About this exercise:
The entries shown below are to be printed in full, unaltered.
Top of Supplied information
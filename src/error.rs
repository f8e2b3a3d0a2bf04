//! Error types for the simulation core
//!
//! Only contract violations are typed errors: bad construction input and
//! math with no defined answer. Everything that can legitimately happen
//! during a tick (boundary contact, simultaneous collision pairs, empty
//! body lists) is ordinary state.

use thiserror::Error;

/// Normalizing a zero-length vector has no defined direction.
#[derive(Debug, Clone, Copy, PartialEq, Eq, Error)]
#[error("cannot normalize a zero-length vector")]
pub struct DegenerateVectorError;

/// A body was given geometry or mass the physics cannot handle.
#[derive(Debug, Clone, Copy, PartialEq, Error)]
pub enum InvalidBodyError {
    #[error("radius must be positive and finite, got {0}")]
    Radius(f32),
    #[error("mass must be positive and finite, got {0}")]
    Mass(f32),
    #[error("width must be positive and finite, got {0}")]
    Width(f32),
    #[error("height must be positive and finite, got {0}")]
    Height(f32),
    #[error("speed range is empty or not finite at {0}")]
    Speed(f32),
}

/// Rejection sampling could not find a free spot for a new ball.
///
/// Raised at setup when the arena is too crowded for the configured ball
/// count; the alternative is looping forever.
#[derive(Debug, Clone, Copy, PartialEq, Eq, Error)]
#[error("no non-overlapping position found after {attempts} attempts")]
pub struct PlacementError {
    pub attempts: u32,
}

/// Simulation setup failure.
#[derive(Debug, Clone, Copy, PartialEq, Error)]
pub enum SetupError {
    #[error(transparent)]
    Body(#[from] InvalidBodyError),
    #[error(transparent)]
    Placement(#[from] PlacementError),
}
Bottom of Supplied information
Response box:
filename src/error.rs
repository f8e2b3a3d0a2bf04
//! Error types for the simulation core
//!
//! Only contract violations are typed errors: bad construction input and
//! math with no defined answer. Everything that can legitimately happen
//! during a tick (boundary contact, simultaneous collision pairs, empty
//! body lists) is ordinary state.

use thiserror::Error;

/// Normalizing a zero-length vector has no defined direction.
#[derive(Debug, Clone, Copy, PartialEq, Eq, Error)]
#[error("cannot normalize a zero-length vector")]
pub struct DegenerateVectorError;

/// A body was given geometry or mass the physics cannot handle.
#[derive(Debug, Clone, Copy, PartialEq, Error)]
pub enum InvalidBodyError {
    #[error("radius must be positive and finite, got {0}")]
    Radius(f32),
    #[error("mass must be positive and finite, got {0}")]
    Mass(f32),
    #[error("width must be positive and finite, got {0}")]
    Width(f32),
    #[error("height must be positive and finite, got {0}")]
    Height(f32),
    #[error("speed range is empty or not finite at {0}")]
    Speed(f32),
}

/// Rejection sampling could not find a free spot for a new ball.
///
/// Raised at setup when the arena is too crowded for the configured ball
/// count; the alternative is looping forever.
#[derive(Debug, Clone, Copy, PartialEq, Eq, Error)]
#[error("no non-overlapping position found after {attempts} attempts")]
pub struct PlacementError {
    pub attempts: u32,
}

/// Simulation setup failure.
#[derive(Debug, Clone, Copy, PartialEq, Error)]
pub enum SetupError {
    #[error(transparent)]
    Body(#[from] InvalidBodyError),
    #[error(transparent)]
    Placement(#[from] PlacementError),
}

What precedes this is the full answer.